▶ **Problem requirements**
In the data below, how many lines contain the string "delimiters"? Give only the figure.

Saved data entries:
☆ ☆ ☆ ☆ ☆ ☆ ☆

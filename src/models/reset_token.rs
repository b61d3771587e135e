use serde::Serialize;
use sqlx::FromRow;
use time::OffsetDateTime;
use uuid::Uuid;

/// パスワードリセットトークン
///
/// 平文トークンはメールで送るのみで、DBには SHA-256 ハッシュだけを保存する。
/// 状態は前方向にのみ遷移する: live → consumed / expired / superseded。
/// expired は時刻経過だけで到達する（明示的な遷移処理はない）。
#[derive(Debug, FromRow, Serialize)]
pub struct ResetToken {
    pub id: Uuid,
    pub account_id: Uuid,
    #[serde(skip)]
    pub token_hash: String,
    pub issued_at: OffsetDateTime,
    pub expires_at: OffsetDateTime,
    /// 使用済みなら Some。一度設定されたら二度と戻らない。
    pub consumed_at: Option<OffsetDateTime>,
    /// 同一アカウントに新しいトークンが発行されたら Some。
    pub superseded_at: Option<OffsetDateTime>,
}
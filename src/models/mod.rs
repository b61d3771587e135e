pub mod account;
pub mod reset_token;

pub use account::Account;
pub use reset_token::ResetToken;
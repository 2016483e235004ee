//! Core data structures for HL7 v2.x message handling.
//!
//! The in-memory model mirrors the HL7 hierarchy: a [`Message`] is a list of
//! [`Segment`]s, each segment an ordered list of [`Field`]s, and each field
//! splits into repetitions, components and subcomponents.
//!
//! Values are stored exactly as they appear on the wire; escape sequences are
//! neither decoded on parse nor applied on encode. [`Encoding`] provides the
//! connector's escape/unescape rules for call sites that insert free text
//! into a segment.

pub mod delimiters;
pub mod encoding;
pub mod error;
pub mod field;
pub mod message;
pub mod segment;

pub use delimiters::Delimiters;
pub use encoding::Encoding;
pub use error::{Error, Result};
pub use field::{Component, Field, Repetition, SubComponent};
pub use message::Message;
pub use segment::Segment;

☆ ☆ ☆ ☆ ☆ ☆ ☆

▶ **Task response**
2